-- Task description --
Go through the records below and copy out every line holding "when".

-- Entries shown --

//! Asset catalog operations.

use chrono::Utc;
use rusqlite::Connection;
use tc_core::{AssetId, Error, Result, TranscodeQuality};

use crate::models::AssetRow;

const COLS: &str = "id, source_path, file_signature, sig_low, sig_medium, sig_high, created_at";

/// Insert an asset or update its source path and signature.
///
/// Stored transcode signatures are kept; a changed `file_signature` makes
/// them stale on its own.
pub fn upsert_asset(
    conn: &Connection,
    id: AssetId,
    source_path: &str,
    file_signature: &str,
) -> Result<AssetRow> {
    let now = Utc::now().to_rfc3339();
    conn.execute(
        "INSERT INTO assets (id, source_path, file_signature, created_at)
         VALUES (?1, ?2, ?3, ?4)
         ON CONFLICT(id)
         DO UPDATE SET source_path = excluded.source_path,
                       file_signature = excluded.file_signature",
        rusqlite::params![id.get(), source_path, file_signature, now],
    )
    .map_err(|e| Error::database(e.to_string()))?;

    get_asset(conn, id)?.ok_or_else(|| Error::not_found("asset", id))
}

/// Get an asset by id.
pub fn get_asset(conn: &Connection, id: AssetId) -> Result<Option<AssetRow>> {
    let q = format!("SELECT {COLS} FROM assets WHERE id = ?1");
    match conn.query_row(&q, [id.get()], AssetRow::from_row) {
        Ok(row) => Ok(Some(row)),
        Err(rusqlite::Error::QueryReturnedNoRows) => Ok(None),
        Err(e) => Err(Error::database(e.to_string())),
    }
}

/// Record the signature a transcode was generated from.
///
/// Returns `false` when no asset has this id.
pub fn update_rendition_signature(
    conn: &Connection,
    id: AssetId,
    quality: TranscodeQuality,
    signature: &str,
) -> Result<bool> {
    let column = match quality {
        TranscodeQuality::Low => "sig_low",
        TranscodeQuality::Medium => "sig_medium",
        TranscodeQuality::High => "sig_high",
    };
    let n = conn
        .execute(
            &format!("UPDATE assets SET {column} = ?1 WHERE id = ?2"),
            rusqlite::params![signature, id.get()],
        )
        .map_err(|e| Error::database(e.to_string()))?;
    Ok(n > 0)
}

/// List every asset ordered by id.
pub fn list_assets(conn: &Connection) -> Result<Vec<AssetRow>> {
    let q = format!("SELECT {COLS} FROM assets ORDER BY id");
    let mut stmt = conn
        .prepare(&q)
        .map_err(|e| Error::database(e.to_string()))?;
    let rows = stmt
        .query_map([], AssetRow::from_row)
        .map_err(|e| Error::database(e.to_string()))?;
    rows.collect::<std::result::Result<Vec<_>, _>>()
        .map_err(|e| Error::database(e.to_string()))
}

#[cfg(test)]
mod tests {
    use super::*;
    use crate::pool::init_memory_pool;

    fn id(n: i64) -> AssetId {
        AssetId::new(n).unwrap()
    }

    #[test]
    fn upsert_and_get() {
        let pool = init_memory_pool().unwrap();
        let conn = pool.get().unwrap();

        let row = upsert_asset(&conn, id(7), "/music/a.flac", "abc").unwrap();
        assert_eq!(row.id, 7);
        assert_eq!(row.source_path, "/music/a.flac");
        assert!(row.sig_low.is_none());

        assert!(get_asset(&conn, id(8)).unwrap().is_none());
    }

    #[test]
    fn upsert_keeps_rendition_signatures() {
        let pool = init_memory_pool().unwrap();
        let conn = pool.get().unwrap();

        upsert_asset(&conn, id(1), "/music/a.flac", "abc").unwrap();
        assert!(update_rendition_signature(&conn, id(1), TranscodeQuality::Medium, "abc").unwrap());
        let row = upsert_asset(&conn, id(1), "/music/a2.flac", "def").unwrap();

        assert_eq!(row.source_path, "/music/a2.flac");
        assert_eq!(row.file_signature, "def");
        assert_eq!(row.sig_medium.as_deref(), Some("abc"));

        let asset = row.into_media_asset().unwrap();
        assert!(!asset.transcode_signature_current(TranscodeQuality::Medium));
    }

    #[test]
    fn update_missing_asset_reports_false() {
        let pool = init_memory_pool().unwrap();
        let conn = pool.get().unwrap();
        assert!(!update_rendition_signature(&conn, id(3), TranscodeQuality::Low, "x").unwrap());
    }

    #[test]
    fn list_is_ordered() {
        let pool = init_memory_pool().unwrap();
        let conn = pool.get().unwrap();
        upsert_asset(&conn, id(20), "/b.flac", "b").unwrap();
        upsert_asset(&conn, id(10), "/a.flac", "a").unwrap();

        let ids: Vec<i64> = list_assets(&conn).unwrap().iter().map(|r| r.id).collect();
        assert_eq!(ids, vec![10, 20]);
    }
}
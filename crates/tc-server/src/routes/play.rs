//! Play entry point: pick a quality, start generating, redirect to the
//! manifest the player should load.

use axum::extract::{Path, State};
use axum::response::Redirect;
use axum::Extension;
use tc_core::{AssetId, StreamQuality};

use crate::context::AppContext;
use crate::error::AppError;
use crate::middleware::request_id::RequestId;

/// GET /play/{asset_id}/{quality}
///
/// `adaptive` redirects to the master manifest; other qualities pin a single
/// variant.
pub async fn play(
    State(ctx): State<AppContext>,
    Extension(request_id): Extension<RequestId>,
    Path((asset_id, quality)): Path<(String, String)>,
) -> Result<Redirect, AppError> {
    let with_id = |e: tc_core::Error| AppError::from(e).with_request_id(request_id.0.clone());

    let asset_id: AssetId = asset_id.parse().map_err(with_id)?;
    let quality: StreamQuality = quality.parse().map_err(with_id)?;
    let manifest = ctx
        .engine
        .start_stream(asset_id, quality)
        .await
        .map_err(with_id)?;

    tracing::debug!(asset_id = %asset_id, manifest = %manifest, "Redirecting player");
    Ok(Redirect::to(&format!("/stream/{asset_id}/{manifest}")))
}
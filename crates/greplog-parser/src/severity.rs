//! The fixed severity ordering shared by event parsing, configuration, and
//! filtering.

use std::fmt;

/// Severity of a log event, ordered most-to-least severe.
///
/// The derived `Ord` follows [`Severity::rank`], so `Error < Trace`.
#[derive(Debug, Clone, Copy, PartialEq, Eq, PartialOrd, Ord, Hash)]
pub enum Severity {
    Error,
    Warn,
    Info,
    Trace,
}

impl Severity {
    /// All severities, most severe first.
    pub const ALL: [Severity; 4] = [
        Severity::Error,
        Severity::Warn,
        Severity::Info,
        Severity::Trace,
    ];

    /// Position in [`Severity::ALL`]: 0 for `ERROR` up to 3 for `TRACE`.
    pub fn rank(self) -> usize {
        self as usize
    }

    pub fn as_str(self) -> &'static str {
        match self {
            Severity::Error => "ERROR",
            Severity::Warn => "WARN",
            Severity::Info => "INFO",
            Severity::Trace => "TRACE",
        }
    }

    /// Parse the exact upper-case name as it appears in log lines.
    pub fn from_str(s: &str) -> Option<Self> {
        match s {
            "ERROR" => Some(Severity::Error),
            "WARN" => Some(Severity::Warn),
            "INFO" => Some(Severity::Info),
            "TRACE" => Some(Severity::Trace),
            _ => None,
        }
    }

    /// Parse a severity name in any letter case.
    pub fn parse_ignore_case(s: &str) -> Option<Self> {
        Severity::ALL
            .into_iter()
            .find(|sev| sev.as_str().eq_ignore_ascii_case(s))
    }

    /// True when `self` ranks below `threshold`, i.e. it is filtered out.
    pub fn is_less_severe_than(self, threshold: Severity) -> bool {
        self.rank() > threshold.rank()
    }
}

impl fmt::Display for Severity {
    fn fmt(&self, f: &mut fmt::Formatter<'_>) -> fmt::Result {
        f.write_str(self.as_str())
    }
}

#[cfg(test)]
mod tests {
    use super::*;

    #[test]
    fn ranks_follow_fixed_order() {
        let ranks: Vec<usize> = Severity::ALL.iter().map(|s| s.rank()).collect();
        assert_eq!(ranks, vec![0, 1, 2, 3]);
        assert!(Severity::Error < Severity::Trace);
    }

    #[test]
    fn from_str_is_case_sensitive() {
        assert_eq!(Severity::from_str("WARN"), Some(Severity::Warn));
        assert_eq!(Severity::from_str("warn"), None);
        assert_eq!(Severity::from_str("DEBUG"), None);
    }

    #[test]
    fn parse_ignore_case() {
        assert_eq!(Severity::parse_ignore_case("trace"), Some(Severity::Trace));
        assert_eq!(Severity::parse_ignore_case("Info"), Some(Severity::Info));
        assert_eq!(Severity::parse_ignore_case("fatal"), None);
    }

    #[test]
    fn threshold_comparison() {
        assert!(Severity::Trace.is_less_severe_than(Severity::Info));
        assert!(!Severity::Info.is_less_severe_than(Severity::Info));
        assert!(!Severity::Error.is_less_severe_than(Severity::Warn));
    }

    #[test]
    fn display_matches_wire_name() {
        assert_eq!(Severity::Error.to_string(), "ERROR");
        assert_eq!(format!("{}", Severity::Trace), "TRACE");
    }
}
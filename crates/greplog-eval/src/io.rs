//! Line input and text output capabilities.
//!
//! Input and output are kept apart: a [`LineProcessor`] consumes raw lines
//! tagged with the file they came from, and a [`Sink`] receives rendered text
//! one line at a time.

use std::fs::File;
use std::io::{self, BufRead, BufReader, Write};
use std::path::Path;

use tracing::debug;

/// Receives rendered output, one line per call.
pub trait Sink {
    fn emit(&mut self, line: &str) -> io::Result<()>;
}

/// Collects lines in memory.
impl Sink for Vec<String> {
    fn emit(&mut self, line: &str) -> io::Result<()> {
        self.push(line.to_string());
        Ok(())
    }
}

/// Writes each line plus a newline to any [`Write`].
#[derive(Debug)]
pub struct WriterSink<W: Write> {
    writer: W,
}

impl<W: Write> WriterSink<W> {
    pub fn new(writer: W) -> Self {
        WriterSink { writer }
    }

    pub fn flush(&mut self) -> io::Result<()> {
        self.writer.flush()
    }

    pub fn into_inner(self) -> W {
        self.writer
    }
}

impl<W: Write> Sink for WriterSink<W> {
    fn emit(&mut self, line: &str) -> io::Result<()> {
        writeln!(self.writer, "{line}")
    }
}

/// Consumes raw input lines.
///
/// `source` names the file the line was read from. Implementations handle
/// their own per-line failures; nothing a single line does stops a run.
pub trait LineProcessor {
    fn process(&mut self, line: &str, source: &str);
}

/// Feed every line of `reader` to `processor`, returning the number of lines.
///
/// A line ends at `\n`, `\r\n`, or a bare `\r`; the terminator is stripped.
/// Invalid UTF-8 is replaced rather than rejected so that one corrupt line
/// does not end the file.
pub fn feed_reader<R, P>(mut reader: R, source: &str, processor: &mut P) -> io::Result<u64>
where
    R: BufRead,
    P: LineProcessor + ?Sized,
{
    let mut buf = Vec::new();
    let mut lines = 0u64;
    loop {
        buf.clear();
        if reader.read_until(b'\n', &mut buf)? == 0 {
            break;
        }
        // `buf` holds at most one `\n`, always last. Any `\r` before it
        // ends a line of its own, except the one completing a `\r\n`.
        let mut chunk = buf.as_slice();
        if let Some(rest) = chunk.strip_suffix(b"\n") {
            chunk = rest;
        }
        if let Some(rest) = chunk.strip_suffix(b"\r") {
            chunk = rest;
        }
        for part in chunk.split(|&b| b == b'\r') {
            let line = String::from_utf8_lossy(part);
            processor.process(&line, source);
            lines += 1;
        }
    }
    Ok(lines)
}

/// Open `path` and feed all of its lines to `processor`.
pub fn feed_file<P>(path: &Path, processor: &mut P) -> io::Result<u64>
where
    P: LineProcessor + ?Sized,
{
    let file = File::open(path)?;
    let source = path.to_string_lossy();
    let lines = feed_reader(BufReader::new(file), &source, processor)?;
    debug!(file = %source, lines, "Finished reading file");
    Ok(lines)
}
//! # greplog-eval
//!
//! Pattern matching and metric aggregation for the greplog log cruncher.
//!
//! Each input line is classified by its timestamp, severity, and the first
//! configured regex that matches its message. Metrics are ticked under
//! labels derived from those, and a report lists them by frequency and
//! alphabetically at the end of the run.
//!
//! ## Architecture
//!
//! - **[`Metric`]**: count plus first/last timestamps; renders capped rates.
//! - **[`PatternSet`]**: ordered, first-match-wins regex evaluation producing
//!   a base label and, when the pattern captures, a per-value label.
//! - **[`Aggregator`]**: the per-line handler owning the run's metric table.
//! - **[`Report`]**: the two sorted listings, as text or as serializable rows.
//!
//! ## Quick Start
//!
//! ```rust
//! use greplog_eval::{Aggregator, Report, feed_reader};
//! use greplog_parser::parse_config_str;
//!
//! let config = parse_config_str("greplogconfig\nnonmatch = false\ndisk full on (\\S+)\n").unwrap();
//! let mut aggregator = Aggregator::from_config(&config).unwrap();
//!
//! let log = "01:02:03.456 ERROR disk full on /dev/sda\n\
//!            01:02:04.000 ERROR disk full on /dev/sdb\n";
//! feed_reader(log.as_bytes(), "app-2023-05-01.log", &mut aggregator).unwrap();
//!
//! assert_eq!(aggregator.metric("items").unwrap().count(), 2);
//! assert_eq!(aggregator.metric(r"ERROR disk full on (\S+)").unwrap().count(), 2);
//!
//! let report = Report::from_aggregator(&aggregator);
//! assert_eq!(report.by_frequency[0].count, 2);
//! ```

pub mod aggregator;
pub mod error;
pub mod io;
pub mod metric;
pub mod pattern;
pub mod report;

// Re-export the most commonly used types and functions at crate root
pub use aggregator::{Aggregator, ITEMS_LABEL, LineOutcome, MetricTable};
pub use error::{EvalError, Result};
pub use io::{LineProcessor, Sink, WriterSink, feed_file, feed_reader};
pub use metric::{Metric, Rates};
pub use pattern::{CompiledPattern, Evaluation, PatternSet, base_label, nomatch_label, qualified_label};
pub use report::{MetricSummary, Report};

-- Answer area --
/// Returns `false` when no asset has this id.
    /// True when `self` ranks below `threshold`, i.e. it is filtered out.
//!   a base label and, when the pattern captures, a per-value label.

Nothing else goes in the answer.